Las voces de quienes alguna vez habitaron estos lugares permanecen suspendidas en el aire, atrapadas en remolinos sobre campos y cancelas. Los bichos, las aves, la vegetación se han apoderado de las casas y han sepultado las minas que conversan con sus ecos en un diálogo silencioso y animista.

La fotografía inicial que presenta dos arcos en ruinas que enmarcan el paisaje posee un tono documental clásico y poco a poco se abre a imágenes más poéticas, en tensión de dos modos de entender la función de la imagen.  Quizá el pórtico en ruinas abierto al paisaje sea un recurso para el comienzo erase una vez que se era. Sin embargo, el tono documental gana a veces la partida. 

Pareciera que el relato condiciona el sentido de la imagen  pero las fotografías alcanzan un significado propio. El libro se forma  como un palimpsesto.  Hay que ir descifrando la lectura debajo de las imágenes así como las imágenes que ocultan las palabras. 

Múltiples voces encierran estas páginas. Voces poéticas, documentales, de inventario, antropológicas, mágicas, místicas, melancólicas, resistentes.

Higos y caracoles, escarabajos y rabilargos, voces de la tierra que ocupan el espacio.

© Laura C. Vela

Y cuando pensábamos que solo encontraríamos ruinas y abandono en esta tierra descubrimos que  aún quedan hombres apoyados en el quicio de la puerta, mujeres que parecen salidas de un cuento de hadas y una niña cubierta con seda se ensucia las piernas en un jardín y lleva los ojos al amanecer. Un perro atraviesa un campo de fútbol desvencijado, regresa la soledad y el abandono.

En el libro, las más de las veces, las palabras son un anticipo de la imagen, como la damita cubierta de insectos que quiere acercarse a ver las ondas del lago, otras  veces son las imágenes las que se adelantan al relato, muy pocas caminan acoplando sus pasos.

El escarabajo pelotero, el escarabajo rinoceronte, el ciervo volador evocan seres míticos de otros tiempos y de otros naufragios, que perciben la caricia de las pisadas o el latido de quien golpea la tierra. 

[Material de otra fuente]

//! Layered application configuration.
//!
//! Values come from built-in defaults, then `folio.toml` in the user config
//! directory, then `folio.toml` in the working directory, then `FOLIO__*`
//! environment variables (`FOLIO__RETRY__MAX_ATTEMPTS=5`).

use std::{
    env, fs,
    path::{Path, PathBuf},
    time::Duration,
};

use anyhow::{Context, Result};
use config::{Config, Environment, File};
use serde::{Deserialize, Serialize};

use crate::{games_file::DEFAULT_GAMES_PATH, models::Category};

/// File name looked up in each configuration directory.
pub const CONFIG_FILE_NAME: &str = "folio.toml";

/// Placeholder replaced by the credential in [`AppConfig::catalog_url`].
pub const API_KEY_PLACEHOLDER: &str = "{api_key}";

/// Growth of the delay between loader attempts.
#[derive(Debug, Clone, Copy, PartialEq, Eq, Serialize, Deserialize)]
#[serde(rename_all = "lowercase")]
pub enum BackoffKind {
    /// `base * attempt`.
    Linear,
    /// `base * 2^(attempt - 1)`.
    Exponential,
}

/// Retry settings for the loader.
#[derive(Debug, Clone, PartialEq, Eq, Serialize, Deserialize)]
#[serde(default)]
pub struct RetrySettings {
    /// Total attempts, including the first one.
    pub max_attempts: u32,
    /// Base delay in milliseconds.
    pub base_delay_ms: u64,
    /// Delay growth between attempts.
    pub backoff: BackoffKind,
}

impl Default for RetrySettings {
    fn default() -> Self {
        Self {
            max_attempts: 3,
            base_delay_ms: 1000,
            backoff: BackoffKind::Linear,
        }
    }
}

/// Top-level configuration shared by the fetcher and the loader.
#[derive(Debug, Clone, PartialEq, Serialize, Deserialize)]
#[serde(default)]
pub struct AppConfig {
    /// Catalog endpoint; `{api_key}` is replaced by the credential.
    pub catalog_url: String,
    /// Environment variable holding the catalog credential.
    pub api_key_env: String,
    /// Where the fetcher writes, and the loader reads by default.
    pub output_path: PathBuf,
    /// Optional URL the loader fetches instead of reading `output_path`.
    #[serde(skip_serializing_if = "Option::is_none")]
    pub games_url: Option<String>,
    /// Per-request timeout in seconds.
    pub request_timeout_secs: u64,
    /// Category for games that match no inference rule.
    pub fallback_category: Category,
    /// Loader retry policy.
    pub retry: RetrySettings,
}

impl Default for AppConfig {
    fn default() -> Self {
        Self {
            catalog_url: format!("https://itch.io/api/1/{API_KEY_PLACEHOLDER}/my-games"),
            api_key_env: "ITCH_API_KEY".to_string(),
            output_path: PathBuf::from(DEFAULT_GAMES_PATH),
            games_url: None,
            request_timeout_secs: 15,
            fallback_category: Category::Prototype,
            retry: RetrySettings::default(),
        }
    }
}

impl AppConfig {
    /// Load configuration from the standard locations and the environment.
    pub fn load() -> Result<Self> {
        let mut files = Vec::new();
        if let Some(user) = default_config_path() {
            files.push(user);
        }
        files.push(PathBuf::from(CONFIG_FILE_NAME));
        Self::load_from(&files)
    }

    /// Load configuration from the given optional files (later files win),
    /// then apply `FOLIO__*` environment overrides.
    pub fn load_from(files: &[PathBuf]) -> Result<Self> {
        let mut builder = Config::builder();
        for path in files {
            builder = builder.add_source(File::from(path.as_path()).required(false));
        }
        builder = builder.add_source(
            Environment::with_prefix("FOLIO")
                .prefix_separator("__")
                .separator("__")
                .try_parsing(true),
        );

        builder
            .build()
            .context("failed to read configuration")?
            .try_deserialize()
            .context("invalid configuration")
    }

    /// Write the default configuration as TOML, creating parent directories.
    pub fn write_default(path: impl AsRef<Path>) -> Result<()> {
        let path = path.as_ref();
        if let Some(parent) = path.parent().filter(|parent| !parent.as_os_str().is_empty()) {
            fs::create_dir_all(parent)
                .with_context(|| format!("failed to create {}", parent.display()))?;
        }
        let serialized = toml::to_string_pretty(&Self::default())
            .context("failed to serialize default configuration")?;
        fs::write(path, serialized).with_context(|| format!("failed to write {}", path.display()))
    }

    /// Credential from the environment; empty values count as missing.
    pub fn api_key(&self) -> Option<String> {
        env::var(&self.api_key_env)
            .ok()
            .map(|value| value.trim().to_string())
            .filter(|value| !value.is_empty())
    }

    /// Catalog endpoint with the credential substituted.
    pub fn catalog_endpoint(&self, api_key: &str) -> String {
        self.catalog_url.replace(API_KEY_PLACEHOLDER, api_key)
    }

    /// Per-request timeout.
    pub fn request_timeout(&self) -> Duration {
        Duration::from_secs(self.request_timeout_secs.max(1))
    }
}

/// `folio.toml` inside the platform config directory, if one exists.
pub fn default_config_path() -> Option<PathBuf> {
    dirs::config_dir().map(|dir| dir.join("folio").join(CONFIG_FILE_NAME))
}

Las mujeres forman parte de esta tierra junto a los bichos; abuelas fuertes de manos ásperas, chiquillas con sus dedos en la masa de las rosquillas a las que les gusta hacer fotos. El recuerdo sesgado e imaginado acoge a personajes que retornan y cuentan su historia, da la palabra y el rostro mediante el  retrato de aquellos que nunca se fueron. Pequeñas historias, grandes en su esfuerzo por continuar con la cotidianidad tras el abandono, el forzado exilio y la emigración.

Aparecen hadas que crean la Vía Láctea dejando escapar de cajas de laca trescientas estrellas y antiguos vigilantes de la mina que se mantienen alerta, mimetizados con los prados, por si llegan las aguas al pozo. Mientras esperan dialogan con los pájaros y recogen florecillas humildes de los campos.  Y la damita danza ondeándose con un ligero temblor como las hojas del arce.

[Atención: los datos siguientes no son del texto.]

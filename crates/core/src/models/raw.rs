use serde::{de, Deserialize, Deserializer};
use serde_json::Value;
use tracing::warn;

use super::{lenient, GameId};

/// Body returned by the catalog endpoint.
#[derive(Debug, Clone, Default, Deserialize)]
pub struct CatalogResponse {
    #[serde(default, deserialize_with = "game_list")]
    games: Option<Vec<Value>>,
    #[serde(default)]
    errors: Option<Value>,
}

impl CatalogResponse {
    /// API-level error payload, if the catalog reported one.
    pub fn errors(&self) -> Option<&Value> {
        self.errors.as_ref().filter(|value| !value.is_null())
    }

    /// Number of raw entries in the response, including malformed ones.
    pub fn len(&self) -> usize {
        self.games.as_ref().map(Vec::len).unwrap_or(0)
    }

    /// True when the catalog listed no games at all.
    pub fn is_empty(&self) -> bool {
        self.len() == 0
    }

    /// Decode every entry that is at least a JSON object.
    pub fn records(&self) -> Vec<RawGameRecord> {
        self.games
            .iter()
            .flatten()
            .enumerate()
            .filter_map(|(index, value)| match value {
                Value::Object(_) => RawGameRecord::deserialize(value)
                    .map_err(|err| warn!("Skipping catalog entry {index}: {err}"))
                    .ok(),
                other => {
                    warn!("Skipping catalog entry {index}: expected an object, got {other}");
                    None
                }
            })
            .collect()
    }
}

/// Absent or null means no games; any other non-list shape is rejected.
fn game_list<'de, D>(deserializer: D) -> Result<Option<Vec<Value>>, D::Error>
where
    D: Deserializer<'de>,
{
    match Value::deserialize(deserializer)? {
        Value::Null => Ok(None),
        Value::Array(items) => Ok(Some(items)),
        other => Err(de::Error::custom(format!(
            "expected `games` to be a list, got {other}"
        ))),
    }
}

/// One untrusted catalog entry. Every field may be absent, null or malformed.
#[derive(Debug, Clone, Default, Deserialize)]
#[allow(missing_docs)]
pub struct RawGameRecord {
    #[serde(default, deserialize_with = "lenient")]
    pub id: Option<GameId>,
    #[serde(default, deserialize_with = "lenient")]
    pub title: Option<String>,
    #[serde(default, deserialize_with = "lenient")]
    pub short_text: Option<String>,
    #[serde(default, deserialize_with = "lenient")]
    pub url: Option<String>,
    #[serde(default, deserialize_with = "lenient")]
    pub cover_url: Option<String>,
    #[serde(default, deserialize_with = "lenient")]
    pub p_windows: Option<bool>,
    #[serde(default, deserialize_with = "lenient")]
    pub p_osx: Option<bool>,
    #[serde(default, deserialize_with = "lenient")]
    pub p_linux: Option<bool>,
    #[serde(default, deserialize_with = "lenient")]
    pub p_android: Option<bool>,
    #[serde(default, deserialize_with = "lenient")]
    pub downloads_count: Option<u64>,
    #[serde(default, deserialize_with = "lenient")]
    pub views_count: Option<u64>,
    #[serde(default, deserialize_with = "lenient")]
    pub published: Option<bool>,
    #[serde(default, deserialize_with = "lenient")]
    pub published_at: Option<String>,
    #[serde(default, deserialize_with = "lenient")]
    pub created_at: Option<String>,
    #[serde(default, deserialize_with = "lenient")]
    pub min_price: Option<f64>,
}

impl RawGameRecord {
    /// Title, or an empty string when missing.
    pub fn title(&self) -> &str {
        self.title.as_deref().unwrap_or_default()
    }

    /// Short description, or an empty string when missing.
    pub fn short_text(&self) -> &str {
        self.short_text.as_deref().unwrap_or_default()
    }

    /// Whether the catalog flags this entry as published.
    pub fn is_published(&self) -> bool {
        self.published.unwrap_or(false)
    }

    /// Download count, zero when missing.
    pub fn downloads(&self) -> u64 {
        self.downloads_count.unwrap_or(0)
    }

    /// View count, zero when missing.
    pub fn views(&self) -> u64 {
        self.views_count.unwrap_or(0)
    }
}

El gato de Cheshire y el barón rampante forman parte de este bosque ingenuo donde todos los personajes parecen tener buen corazón y bondad de carácter. Y los escarabajos peloteros son un Sísifo condenado eternamente a subir una roca a lo más alto de la montaña. 

© Laura C. Vela

Palabras e imágenes conviven en un proceso continuo de metamorfosis. Consiguen rememorar la vida del Centenillo fuera del tiempo de los relojes. Las imágenes contribuyen a generar un espacio ajeno al espacio terrenal, un espejismo que late con seres que no parecen de este mundo y brilla con las babas de los caracoles que marcan miles de caminos posibles. 

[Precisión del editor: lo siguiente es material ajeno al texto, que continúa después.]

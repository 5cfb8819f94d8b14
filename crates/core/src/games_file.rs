//! Snapshot file shared between the fetcher and the loader.

use std::{fs, path::Path};

use anyhow::{Context, Result};
use chrono::{DateTime, Local, Utc};
use serde::{Deserialize, Deserializer, Serialize};
use serde_json::Value;
use tracing::warn;

use crate::models::{lenient, NormalizedGame};

/// Default location of the snapshot, relative to the site root.
pub const DEFAULT_GAMES_PATH: &str = "data/games.json";

/// Full snapshot of the catalog written by one fetcher run.
#[derive(Debug, Clone, PartialEq, Serialize, Deserialize)]
#[serde(rename_all = "camelCase")]
pub struct GamesFile {
    /// When the snapshot was produced.
    #[serde(default, deserialize_with = "lenient")]
    pub last_updated: Option<DateTime<Utc>>,
    /// Number of games at write time.
    #[serde(default)]
    pub total_games: usize,
    /// Games in catalog order. Sorting is left to the reader.
    #[serde(default, deserialize_with = "decodable_games")]
    pub games: Vec<NormalizedGame>,
}

impl GamesFile {
    /// Build a snapshot stamped with the current time.
    pub fn new(games: Vec<NormalizedGame>) -> Self {
        Self::at(Utc::now(), games)
    }

    /// Build a snapshot with an explicit timestamp.
    pub fn at(last_updated: DateTime<Utc>, games: Vec<NormalizedGame>) -> Self {
        Self {
            last_updated: Some(last_updated),
            total_games: games.len(),
            games,
        }
    }

    /// Load a snapshot from disk.
    pub fn load(path: impl AsRef<Path>) -> Result<Self> {
        let path = path.as_ref();
        let contents = fs::read_to_string(path)
            .with_context(|| format!("failed to read games file {}", path.display()))?;
        serde_json::from_str(&contents)
            .with_context(|| format!("failed to parse games file {}", path.display()))
    }

    /// Write the snapshot as pretty JSON, replacing any previous file and
    /// creating parent directories if needed.
    pub fn persist(&self, path: impl AsRef<Path>) -> Result<()> {
        let path = path.as_ref();
        if let Some(parent) = path.parent().filter(|parent| !parent.as_os_str().is_empty()) {
            fs::create_dir_all(parent).with_context(|| {
                format!("failed to create games directory {}", parent.display())
            })?;
        }

        let serialized =
            serde_json::to_string_pretty(self).context("failed to serialize games file")?;
        fs::write(path, serialized)
            .with_context(|| format!("failed to write games file {}", path.display()))
    }

    /// Local, human-readable form of [`GamesFile::last_updated`].
    pub fn last_updated_label(&self) -> Option<String> {
        self.last_updated.map(|timestamp| {
            timestamp
                .with_timezone(&Local)
                .format("%-d %B %Y, %H:%M")
                .to_string()
        })
    }
}

/// Decode every entry that can be decoded, skipping the rest with a warning.
fn decodable_games<'de, D>(deserializer: D) -> Result<Vec<NormalizedGame>, D::Error>
where
    D: Deserializer<'de>,
{
    let entries = match Value::deserialize(deserializer)? {
        Value::Array(entries) => entries,
        Value::Null => return Ok(Vec::new()),
        other => {
            warn!("ignoring games list of unexpected shape: {other}");
            return Ok(Vec::new());
        }
    };

    Ok(entries
        .into_iter()
        .enumerate()
        .filter_map(|(index, entry)| {
            serde_json::from_value(entry)
                .map_err(|err| warn!("Skipping game {index}: {err}"))
                .ok()
        })
        .collect())
}

#[cfg(test)]
mod tests {
    use super::*;
    use crate::test_support::game;
    use tempfile::tempdir;

    #[test]
    fn persist_round_trip_keeps_order() -> Result<()> {
        let dir = tempdir()?;
        let path = dir.path().join("nested/data/games.json");
        let file = GamesFile::new(vec![game(3, "Low", 1), game(1, "High", 900), game(2, "Mid", 50)]);

        file.persist(&path)?;
        let loaded = GamesFile::load(&path)?;

        assert_eq!(loaded.total_games, loaded.games.len());
        let ids: Vec<_> = loaded.games.iter().map(|game| game.id.to_string()).collect();
        assert_eq!(ids, vec!["3", "1", "2"]);
        assert_eq!(loaded, file);
        Ok(())
    }

    #[test]
    fn persist_overwrites_previous_snapshot() -> Result<()> {
        let dir = tempdir()?;
        let path = dir.path().join("games.json");

        GamesFile::new(vec![game(1, "Old", 0), game(2, "Older", 0)]).persist(&path)?;
        GamesFile::new(vec![game(9, "New", 0)]).persist(&path)?;

        let loaded = GamesFile::load(&path)?;
        assert_eq!(loaded.total_games, 1);
        assert_eq!(loaded.games[0].title, "New");
        Ok(())
    }

    #[test]
    fn writes_camel_case_fields() -> Result<()> {
        let file = GamesFile::new(vec![game(1, "Shape", 0)]);
        let value = serde_json::to_value(&file)?;
        assert!(value.get("lastUpdated").is_some());
        assert_eq!(value["totalGames"], 1);
        assert!(value["games"][0].get("coverUrl").is_some());
        assert_eq!(value["games"][0]["category"], "prototype");
        Ok(())
    }

    #[test]
    fn skips_entries_that_cannot_be_decoded() -> Result<()> {
        let file: GamesFile = serde_json::from_value(serde_json::json!({
            "totalGames": 4,
            "games": [
                {"id": 1, "title": "Kept", "category": "course"},
                {"id": 2, "title": "Unknown bucket", "category": "arcade"},
                {"title": "No id", "category": "clone"},
                "junk"
            ]
        }))?;

        assert_eq!(file.games.len(), 1);
        assert_eq!(file.games[0].title, "Kept");
        Ok(())
    }

    #[test]
    fn tolerates_missing_metadata() -> Result<()> {
        let file: GamesFile = serde_json::from_str(r#"{"lastUpdated": "not a date"}"#)?;
        assert!(file.last_updated.is_none());
        assert!(file.games.is_empty());
        assert!(file.last_updated_label().is_none());
        Ok(())
    }
}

Si la  damita se encontrara con la sonrisa del gato de Cheshire le podría preguntar:

¿Podrías decirme, por favor, qué camino debo seguir para salir de aquí?

Esto depende en gran parte del sitio al que quieras llegar.

No me importa mucho el sitio…

Entonces tampoco importa el camino que tomes

Pero la damita no desea abandonar el lugar donde habitaron los olivos.